(Data supplied Opens)

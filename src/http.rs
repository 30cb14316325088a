//! Axum front end exposing `GET /api-key` and `POST /exchange-token`.
//!
//! Response shapes:
//!
//! | Route | Case | Status | Body |
//! |---|---|---|---|
//! | `/api-key` | ok | 200 | `{ configured, sessionToken, expiresIn }` |
//! | `/api-key` | fault | 500 | `{ configured: false, error }` |
//! | `/exchange-token` | ok | 200 | `{ apiKey }` |
//! | `/exchange-token` | no token | 400 | `{ error }` |
//! | `/exchange-token` | unknown or expired token | 401 | `{ error }` |
//! | `/exchange-token` | throttled | 429 | `{ error, message, retryAfter }` + `Retry-After` |

// std
use std::{convert::Infallible, net::SocketAddr};
// crates.io
use axum::{
	Json, Router,
	body::Bytes,
	extract::{ConnectInfo, FromRequestParts, State},
	http::{HeaderValue, StatusCode, header, request::Parts},
	response::{IntoResponse, Response},
	routing::{get, post},
};
// self
use crate::{
	_prelude::*,
	auth::{ApiKey, ClientId},
	config::GatewayConfig,
	gateway::{ExchangeError, ExchangeGateway},
};

/// Header consulted for the client address when forwarding is trusted.
pub const FORWARDED_FOR: &str = "x-forwarded-for";

const INTERNAL_ERROR: &str = "Internal server error";
const RATE_LIMIT_MESSAGE: &str = "Rate limit exceeded. Try again later.";

/// Shared handler state.
#[derive(Clone, Debug)]
pub struct AppState {
	/// Gateway serving both routes.
	pub gateway: ExchangeGateway,
	/// Whether the first `X-Forwarded-For` entry identifies the client.
	pub trust_forwarded_for: bool,
}
impl AppState {
	/// Creates handler state that keys clients by peer address.
	pub fn new(gateway: ExchangeGateway) -> Self {
		Self { gateway, trust_forwarded_for: false }
	}

	/// Enables or disables `X-Forwarded-For` client identification.
	pub fn with_trust_forwarded_for(mut self, trust: bool) -> Self {
		self.trust_forwarded_for = trust;

		self
	}
}

/// Builds the router for both gateway endpoints.
pub fn router(state: AppState) -> Router {
	Router::new()
		.route("/api-key", get(api_key))
		.route("/exchange-token", post(exchange_token))
		.with_state(state)
}

/// Binds `config.bind_addr`, starts the sweep janitor, and serves until Ctrl-C.
pub async fn serve(config: &GatewayConfig, gateway: ExchangeGateway) -> Result<()> {
	let listener = tokio::net::TcpListener::bind(config.bind_addr).await?;
	let _janitor = gateway.spawn_janitor(config.sweep_interval);
	let app = router(AppState::new(gateway).with_trust_forwarded_for(config.trust_forwarded_for));

	tracing::info!(addr = %listener.local_addr()?, "token exchange listening");

	axum::serve(listener, app.into_make_service_with_connect_info::<SocketAddr>())
		.with_graceful_shutdown(shutdown_signal())
		.await?;

	tracing::info!("token exchange stopped");

	Ok(())
}

async fn shutdown_signal() {
	if let Err(e) = tokio::signal::ctrl_c().await {
		tracing::error!(error = %e, "failed to listen for ctrl-c; shutting down");
	}
}

/// Client identity derived from the connection (or `X-Forwarded-For` when trusted).
#[derive(Clone, Debug, PartialEq, Eq)]
pub struct ClientAddr(pub ClientId);
impl FromRequestParts<AppState> for ClientAddr {
	type Rejection = Infallible;

	async fn from_request_parts(
		parts: &mut Parts,
		state: &AppState,
	) -> Result<Self, Self::Rejection> {
		Ok(Self(client_id(parts, state.trust_forwarded_for)))
	}
}

fn client_id(parts: &Parts, trust_forwarded_for: bool) -> ClientId {
	let forwarded = trust_forwarded_for
		.then(|| parts.headers.get(FORWARDED_FOR))
		.flatten()
		.and_then(|value| value.to_str().ok())
		.and_then(|value| value.split(',').next())
		.and_then(|first| ClientId::new(first.trim()).ok());

	forwarded
		.or_else(|| {
			parts
				.extensions
				.get::<ConnectInfo<SocketAddr>>()
				.map(|ConnectInfo(addr)| ClientId::from(addr.ip()))
		})
		.unwrap_or_else(ClientId::unknown)
}

#[derive(Debug, Serialize)]
struct ApiKeyFailure {
	configured: bool,
	error: &'static str,
}

#[derive(Debug, Deserialize)]
#[serde(rename_all = "camelCase")]
struct ExchangeRequest {
	#[serde(default)]
	session_token: Option<serde_json::Value>,
}

#[derive(Debug, Serialize)]
#[serde(rename_all = "camelCase")]
struct ExchangeResponse {
	api_key: ApiKey,
}

#[derive(Debug, Serialize)]
struct ErrorBody {
	error: String,
}

#[derive(Debug, Serialize)]
#[serde(rename_all = "camelCase")]
struct RateLimitBody {
	error: String,
	message: &'static str,
	retry_after: u64,
}

async fn api_key(State(state): State<AppState>) -> Response {
	match state.gateway.check_api_key() {
		Ok(status) => Json(status).into_response(),
		// The gateway already logged the fault.
		Err(_) => (
			StatusCode::INTERNAL_SERVER_ERROR,
			Json(ApiKeyFailure { configured: false, error: INTERNAL_ERROR }),
		)
			.into_response(),
	}
}

async fn exchange_token(
	State(state): State<AppState>,
	ClientAddr(client): ClientAddr,
	body: Bytes,
) -> Result<Json<ExchangeResponse>, ExchangeError> {
	let token = session_token(&body);
	let api_key = state.gateway.exchange(&client, token.as_deref())?;

	Ok(Json(ExchangeResponse { api_key }))
}

/// Extracts `sessionToken` from a JSON body.
///
/// Falsy values (absent, `null`, `false`, `0`, `""`) and unreadable bodies count as missing.
/// Any other non-string value is passed on in its JSON form, so it fails lookup like an unknown
/// token rather than being reported as missing.
fn session_token(body: &[u8]) -> Option<String> {
	let mut deserializer = serde_json::Deserializer::from_slice(body);

	match serde_path_to_error::deserialize::<_, ExchangeRequest>(&mut deserializer) {
		Ok(request) => request.session_token.and_then(presented_token),
		Err(e) => {
			tracing::debug!(path = %e.path(), error = %e.inner(), "malformed exchange request body");

			None
		},
	}
}

fn presented_token(value: serde_json::Value) -> Option<String> {
	use serde_json::Value;

	match value {
		Value::Null | Value::Bool(false) => None,
		Value::Number(ref number) if number.as_f64() == Some(0.0) => None,
		Value::String(token) => (!token.is_empty()).then_some(token),
		other => Some(other.to_string()),
	}
}

impl IntoResponse for ExchangeError {
	fn into_response(self) -> Response {
		match self {
			Self::MissingToken =>
				(StatusCode::BAD_REQUEST, Json(ErrorBody { error: self.to_string() })).into_response(),
			Self::InvalidToken =>
				(StatusCode::UNAUTHORIZED, Json(ErrorBody { error: self.to_string() })).into_response(),
			Self::RateLimited(ref directive) => {
				let retry_after = directive.retry_after_secs();
				let body = RateLimitBody {
					error: self.to_string(),
					message: RATE_LIMIT_MESSAGE,
					retry_after,
				};

				(
					StatusCode::TOO_MANY_REQUESTS,
					[(header::RETRY_AFTER, HeaderValue::from(retry_after))],
					Json(body),
				)
					.into_response()
			},
		}
	}
}

#[cfg(test)]
mod tests {
	// crates.io
	use axum::http::Request;
	use time::macros;
	// self
	use super::*;
	use crate::{_preludet::*, error::ConfigError, gateway::KeySource, limiter::RetryDirective};

	fn parts(forwarded: Option<&str>, peer: Option<SocketAddr>) -> Parts {
		let mut builder = Request::builder().uri("/exchange-token");

		if let Some(value) = forwarded {
			builder = builder.header(FORWARDED_FOR, value);
		}

		let (mut parts, ()) =
			builder.body(()).expect("Request fixture should build successfully.").into_parts();

		if let Some(addr) = peer {
			parts.extensions.insert(ConnectInfo(addr));
		}

		parts
	}

	#[test]
	fn client_id_prefers_peer_address_by_default() {
		let peer = SocketAddr::from(([10, 1, 2, 3], 5555));
		let parts = parts(Some("203.0.113.9"), Some(peer));

		assert_eq!(client_id(&parts, false).as_ref(), "10.1.2.3");
		assert_eq!(client_id(&parts, true).as_ref(), "203.0.113.9");
	}

	#[test]
	fn client_id_takes_first_forwarded_entry_and_falls_back() {
		let peer = SocketAddr::from(([10, 1, 2, 3], 5555));

		assert_eq!(
			client_id(&parts(Some(" 198.51.100.7 , 10.0.0.1"), Some(peer)), true).as_ref(),
			"198.51.100.7"
		);
		assert_eq!(client_id(&parts(Some(""), Some(peer)), true).as_ref(), "10.1.2.3");
		assert_eq!(client_id(&parts(None, None), true), ClientId::unknown());
	}

	#[test]
	fn session_token_treats_falsy_values_as_missing() {
		assert_eq!(session_token(br#"{"sessionToken":"abc"}"#), Some("abc".into()));

		let bodies: [&[u8]; 7] = [
			br#"{"sessionToken":""}"#,
			br#"{"sessionToken":null}"#,
			br#"{"sessionToken":false}"#,
			br#"{"sessionToken":0}"#,
			br#"{"other":"abc"}"#,
			b"not json",
			b"",
		];

		for body in bodies {
			assert_eq!(session_token(body), None, "Body {body:?} should count as missing.");
		}
	}

	#[test]
	fn session_token_passes_truthy_non_strings_to_lookup() {
		assert_eq!(session_token(br#"{"sessionToken":7}"#), Some("7".into()));
		assert_eq!(session_token(br#"{"sessionToken":["x"]}"#), Some(r#"["x"]"#.into()));
		assert_eq!(session_token(br#"{"sessionToken":true}"#), Some("true".into()));
	}

	#[test]
	fn key_source_failure_is_logged_once() {
		#[derive(Debug)]
		struct Unreadable;
		impl KeySource for Unreadable {
			fn current(&self) -> Result<Option<ApiKey>, ConfigError> {
				Err(ConfigError::NotUnicode { key: "AUTHENTICATION_API_KEY".into() })
			}
		}

		#[derive(Clone, Default)]
		struct Capture(Arc<Mutex<Vec<u8>>>);
		impl std::io::Write for Capture {
			fn write(&mut self, buf: &[u8]) -> std::io::Result<usize> {
				self.0.lock().extend_from_slice(buf);

				Ok(buf.len())
			}

			fn flush(&mut self) -> std::io::Result<()> {
				Ok(())
			}
		}

		let clock = test_clock();
		let gateway = ExchangeGateway::new(
			Arc::new(Unreadable),
			build_test_vault(&clock),
			build_test_limiter(&clock),
		);
		let capture = Capture::default();
		let writer = capture.clone();
		let subscriber = tracing_subscriber::fmt()
			.with_ansi(false)
			.with_writer(move || writer.clone())
			.finish();
		let runtime = tokio::runtime::Builder::new_current_thread()
			.build()
			.expect("Runtime should build successfully.");
		let response = tracing::subscriber::with_default(subscriber, || {
			runtime.block_on(api_key(State(AppState::new(gateway))))
		});
		let output = String::from_utf8(capture.0.lock().clone())
			.expect("Captured log output should be UTF-8.");

		assert_eq!(response.status(), StatusCode::INTERNAL_SERVER_ERROR);
		assert_eq!(output.lines().filter(|line| line.contains("ERROR")).count(), 1, "{output}");
	}

	#[test]
	fn exchange_errors_map_to_statuses() {
		assert_eq!(ExchangeError::MissingToken.into_response().status(), StatusCode::BAD_REQUEST);
		assert_eq!(ExchangeError::InvalidToken.into_response().status(), StatusCode::UNAUTHORIZED);

		let now = macros::datetime!(2025-01-01 00:00 UTC);
		let response = ExchangeError::RateLimited(RetryDirective::until(
			now + Duration::milliseconds(29_500),
			now,
		))
		.into_response();

		assert_eq!(response.status(), StatusCode::TOO_MANY_REQUESTS);
		assert_eq!(
			response.headers().get(header::RETRY_AFTER).and_then(|v| v.to_str().ok()),
			Some("30")
		);
	}
}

(Data supplied Closes)

Task to carry out: Collect the lines of the records that include the string "async".

Task response:
pub async fn serve(config: &GatewayConfig, gateway: ExchangeGateway) -> Result<()> {
async fn shutdown_signal() {
	async fn from_request_parts(
async fn api_key(State(state): State<AppState>) -> Response {
async fn exchange_token(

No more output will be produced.